5. Don’t just think Gluten Free
You can fall into the trap of looking only for the word “gluten free”. Don’t just google gluten free chocolate cake recipe. Many recipes are gluten free by default because of the ingredients used.
Try “flourless” or think outside the box and look to ethnic cuisines that do not rely upon wheat products: Jewish – Orange and Almond Cake, French – Macarons, Italian-Risottos, Spanish-Omelettes. The “Food Safari” television series is a great source of new ideas and recipes.
Look to some of your old favourites which you never realised were gluten free: Florentine Slice, Peanut Butter Cookies, Pavlovas. NB Make sure your panty items are GF eg cornflour, cornflakes, chocolate.
6. Follow the recipe
Gluten free baking mixes can become unstable very quickly. If the recipe states, mix for 2 minutes, only mix for 2 minutes. If the recipe suggests that you weigh the 380ml of water, than do so.
7. Take the Coeliac Society Supermarket Tour (Available in Queensland)
Use the knowledge of other Coeliacs to guide you through the supermarket.
8. Be prepared to shop at more than one supermarket
Not all GF product lines can be found in your local supermarket. Coles has their Simply Gluten Free range, Woolworths has their Macro range and scattered through the independents and health food stores you can find other GF products. And if you live in regional Australia, then you might find it easier to buy on-line.
9. Check websites for recipes
Once you have settled on a gluten free flour or a bread mix, then look up the company website for other GF recipes using their products. Packet cake mixes usually have more than one recipe available for the mix.

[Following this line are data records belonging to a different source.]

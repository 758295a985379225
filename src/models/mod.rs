pub mod account;
pub mod drone;

pub use account::{Account, AccountView};
pub use drone::{Drone, DroneAttributes, DroneRow, DroneSubmission, DroneView};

10. Preparation is essential
Try to think ahead and plan your meals. Cook extra rice or rice vermicelli and freeze. Pancake batter can be frozen. Roasts and satay chicken can be used for tomorrow’s lunch of wraps or sushi. Make a double batch of taco mince and freeze the second batch.
11. Be selective
You’ve found a great recipe, but you need to buy 3 extra gluten free ingredients.
When you first begin baking gluten free, try to be selective with your recipe choice and look for simple recipes with commonly stocked ingredients.
You can fall into the trap of having a pantry full of all the different types of single origin gluten free flours eg potato flour, chick pea flour, rice flour, buckwheat flour, and then find that you never use them again.